Un giorno una parola – commento a Isaia 25, 8

Il Signore, Dio, asciugherà le lacrime da ogni viso
(Isaia 25, 8)

Benedetto sia Dio e Padre del nostro Signore Gesù Cristo, il Padre misericordioso e Dio di ogni consolazione in ogni nostra afflizione
(II Cor 1, 3 - 4)

Lacrime, segno esteriore che una persona è piegata dalle condizoni in cui vive. Le lacrime accompagnano fame, sete, morte, malattia, violenza, umiliazione, solitudine. Le lacrime sottolineano l'esistenza umana così com'è, con le sue mancanze, piena di enigmi, di domande senza risposte. Esse danno espressione al nostro dolore, ma sono passeggere, saranno asciugate; anche la fame, la morte, la vergogna verranno superate da Dio.

Piangiamo, ma sappiamo che Dio non è estraneo: il nostro pianto non gli è indifferente.
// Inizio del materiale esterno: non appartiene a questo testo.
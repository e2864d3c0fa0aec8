//! Declarative style variants
//!
//! A component declares base tokens and a set of orthogonal axes, each
//! with named options and a default. Resolution is
//! `base ⊕ option-per-axis ⊕ override`, where later tokens replace earlier
//! tokens of the same utility group.

use indexmap::IndexSet;
use lazy_static::lazy_static;
use regex::Regex;
use std::fmt;

/// One variant dimension (e.g. `size`) with its options
#[derive(Debug)]
pub struct VariantAxis {
    pub name: &'static str,
    pub default: &'static str,
    /// `(option name, space-separated tokens)`
    pub options: &'static [(&'static str, &'static str)],
}

impl VariantAxis {
    /// Tokens for an option, or `None` if the axis has no such option
    pub fn tokens(&self, option: &str) -> Option<&'static str> {
        self.options
            .iter()
            .find(|(name, _)| *name == option)
            .map(|(_, tokens)| *tokens)
    }

    pub fn default_tokens(&self) -> &'static str {
        self.tokens(self.default).unwrap_or_default()
    }
}

/// Style configuration of one component
#[derive(Debug)]
pub struct StyleVariants {
    pub base: &'static str,
    pub axes: &'static [VariantAxis],
}

impl StyleVariants {
    pub fn axis(&self, name: &str) -> Option<&VariantAxis> {
        self.axes.iter().find(|a| a.name == name)
    }

    /// Resolve the final class list.
    ///
    /// `selections` pairs an axis name with an option name. Unspecified
    /// axes, and options the axis does not declare, use the axis default.
    pub fn resolve(&self, selections: &[(&str, &str)], class_override: Option<&str>) -> ClassList {
        let mut classes = ClassList::from(self.base);

        for axis in self.axes {
            let selected = selections
                .iter()
                .find(|(name, _)| *name == axis.name)
                .map(|(_, option)| *option);

            let tokens = match selected.map(|opt| (opt, axis.tokens(opt))) {
                Some((_, Some(tokens))) => tokens,
                Some((opt, None)) => {
                    tracing::debug!("Unknown {} option {:?}, using {:?}", axis.name, opt, axis.default);
                    axis.default_tokens()
                }
                None => axis.default_tokens(),
            };
            classes.merge(tokens);
        }

        if let Some(extra) = class_override {
            classes.merge(extra);
        }

        classes
    }
}

/// Ordered, de-duplicated set of class tokens
#[derive(Debug, Clone, Default, PartialEq, Eq)]
pub struct ClassList {
    tokens: IndexSet<String>,
}

impl ClassList {
    pub fn new() -> Self {
        Self::default()
    }

    /// Merge space-separated tokens; each replaces any earlier token of its group
    pub fn merge(&mut self, tokens: &str) {
        for token in tokens.split_whitespace() {
            let group = class_group(token);
            self.tokens.retain(|existing| class_group(existing) != group);
            self.tokens.insert(token.to_string());
        }
    }

    pub fn contains(&self, token: &str) -> bool {
        self.tokens.contains(token)
    }

    /// True when every token of `tokens` is present
    pub fn contains_all(&self, tokens: &str) -> bool {
        tokens.split_whitespace().all(|t| self.contains(t))
    }

    pub fn iter(&self) -> impl Iterator<Item = &str> {
        self.tokens.iter().map(String::as_str)
    }

    pub fn len(&self) -> usize {
        self.tokens.len()
    }

    pub fn is_empty(&self) -> bool {
        self.tokens.is_empty()
    }
}

impl From<&str> for ClassList {
    fn from(tokens: &str) -> Self {
        let mut list = Self::new();
        list.merge(tokens);
        list
    }
}

impl fmt::Display for ClassList {
    fn fmt(&self, f: &mut fmt::Formatter<'_>) -> fmt::Result {
        let joined: Vec<&str> = self.iter().collect();
        f.write_str(&joined.join(" "))
    }
}

lazy_static! {
    /// Utility groups whose members conflict with each other.
    /// Order matters: the first matching pattern names the group.
    static ref GROUPS: Vec<(Regex, &'static str)> = [
        (r"^text-(xs|sm|base|lg|xl|[2-9]xl)$", "text-size"),
        (r"^text-(left|center|right|justify|start|end)$", "text-align"),
        (r"^text-", "text-color"),
        (r"^font-(thin|extralight|light|normal|medium|semibold|bold|extrabold|black)$", "font-weight"),
        (r"^font-", "font-family"),
        (r"^bg-(gradient|none)", "bg-image"),
        (r"^bg-", "bg-color"),
        (r"^border(-[0248])?$", "border-width"),
        (r"^border-(solid|dashed|dotted|double|none)$", "border-style"),
        (r"^border-", "border-color"),
        (r"^rounded(-(sm|md|lg|xl|2xl|3xl|full|none))?$", "rounded"),
        (r"^shadow(-.*)?$", "shadow"),
        (r"^(block|inline-block|inline|flex|inline-flex|grid|inline-grid|hidden|contents)$", "display"),
        (r"^grid-cols-", "grid-cols"),
        (r"^gap-x-", "gap-x"),
        (r"^gap-y-", "gap-y"),
        (r"^gap-", "gap"),
        (r"^(p|px|py|pt|pr|pb|pl)-", "padding"),
        (r"^(m|mx|my|mt|mr|mb|ml)-", "margin"),
        (r"^w-", "width"),
        (r"^h-", "height"),
        (r"^max-w-", "max-width"),
        (r"^min-h-", "min-height"),
        (r"^justify-", "justify"),
        (r"^items-", "items"),
        (r"^opacity-", "opacity"),
        (r"^cursor-", "cursor"),
        (r"^leading-", "leading"),
        (r"^tracking-", "tracking"),
        (r"^ring(-[0248])?$", "ring-width"),
        (r"^ring-offset-[0248]$", "ring-offset-width"),
        (r"^ring-offset-", "ring-offset-color"),
        (r"^ring-", "ring-color"),
    ]
    .iter()
    .map(|(pattern, group)| (Regex::new(pattern).expect("valid class group pattern"), *group))
    .collect();
}

/// Conflict group of a token. Variant prefixes (`hover:`, `md:`) scope the
/// group, and padding/margin keep their side (`px` vs `py`) so `px-4` does
/// not evict `py-2`.
fn class_group(token: &str) -> String {
    let (prefix, utility) = match token.rfind(':') {
        Some(i) => token.split_at(i + 1),
        None => ("", token),
    };

    for (re, group) in GROUPS.iter() {
        if re.is_match(utility) {
            if matches!(*group, "padding" | "margin") {
                let side = utility.split('-').next().unwrap_or(utility);
                return format!("{}{}", prefix, side);
            }
            return format!("{}{}", prefix, group);
        }
    }

    token.to_string()
}

#[cfg(test)]
mod tests {
    use super::*;

    static SAMPLE: StyleVariants = StyleVariants {
        base: "inline-flex items-center rounded-md",
        axes: &[
            VariantAxis {
                name: "variant",
                default: "primary",
                options: &[
                    ("primary", "bg-blue-600 text-white"),
                    ("outline", "border bg-transparent text-blue-600"),
                ],
            },
            VariantAxis {
                name: "size",
                default: "md",
                options: &[("sm", "h-8 px-3 text-sm"), ("md", "h-10 px-4 text-base")],
            },
        ],
    };

    #[test]
    fn test_defaults_apply() {
        let classes = SAMPLE.resolve(&[], None);
        assert!(classes.contains_all("inline-flex items-center rounded-md"));
        assert!(classes.contains_all("bg-blue-600 text-white h-10 px-4 text-base"));
    }

    #[test]
    fn test_every_option_contributes_its_tokens() {
        for axis in SAMPLE.axes {
            for (option, tokens) in axis.options {
                let classes = SAMPLE.resolve(&[(axis.name, *option)], None);
                assert!(classes.contains_all(tokens), "{}={} -> {}", axis.name, option, classes);
            }
        }
    }

    #[test]
    fn test_unknown_option_uses_default() {
        let classes = SAMPLE.resolve(&[("variant", "sparkly")], None);
        assert!(classes.contains("bg-blue-600"));
    }

    #[test]
    fn test_override_wins() {
        let classes = SAMPLE.resolve(&[("size", "sm")], Some("bg-red-500 px-8 rounded-full"));
        assert!(classes.contains("bg-red-500"));
        assert!(!classes.contains("bg-blue-600"));
        assert!(classes.contains("px-8"));
        assert!(!classes.contains("px-3"));
        assert!(classes.contains("rounded-full"));
        assert!(!classes.contains("rounded-md"));
        // unrelated groups survive
        assert!(classes.contains("h-8"));
        assert!(classes.contains("text-white"));
        assert!(classes.contains("text-sm"));
    }

    #[test]
    fn test_class_groups() {
        assert_eq!(class_group("text-sm"), "text-size");
        assert_eq!(class_group("text-white"), "text-color");
        assert_eq!(class_group("hover:bg-blue-700"), "hover:bg-color");
        assert_ne!(class_group("px-4"), class_group("py-2"));
        assert_eq!(class_group("md:grid-cols-3"), "md:grid-cols");
        assert_eq!(class_group("border"), class_group("border-2"));
        assert_ne!(class_group("border"), class_group("border-gray-200"));
        assert_eq!(class_group("transition-colors"), "transition-colors");
        assert_eq!(class_group("focus-visible:ring-offset-2"), "focus-visible:ring-offset-width");
        assert_eq!(class_group("ring-offset-white"), "ring-offset-color");
        assert_ne!(class_group("ring-offset-2"), class_group("ring-brand-500"));
    }

    #[test]
    fn test_display_keeps_order() {
        let mut list = ClassList::from("flex p-4 text-sm");
        list.merge("p-2");
        assert_eq!(list.to_string(), "flex text-sm p-2");
    }
}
Egli fa proprie le nostre lacrime, soprattutto quelle amare. Perciò le asciugherà quando verrà il Regno, quando ristabilirà le relazioni giuste. Come sazia la fame, come toglie il potere alla morte, così asciugherà le lacrime definitivamente.

Le lacrime oscurano sempre la nostra capacità di vista, offuscano la nostra visione, siano lacrime di dolore o di gioia. Le lacrime rendono la realtà più velata. Una persona che piange non vede bene ciò che succede intorno a lei. Per questo le lacrime sono degli occhiali cattivi, non ci fanno vedere bene. Quando Dio asciuga le nostre lacrime, ci toglie questi occhiali che ci impediscono di vedere bene e ci rende così capaci di vedere di nuovo in modo chiaro, vediamo di nuovo le cose nella loro prospettiva giusta. Ma Dio non fa questo da solo. Anche noi, come singoli e comunità, possiamo asciugare le lacrime quando incontriamo persone che soffrono e mostriamo loro la nostra com-passione.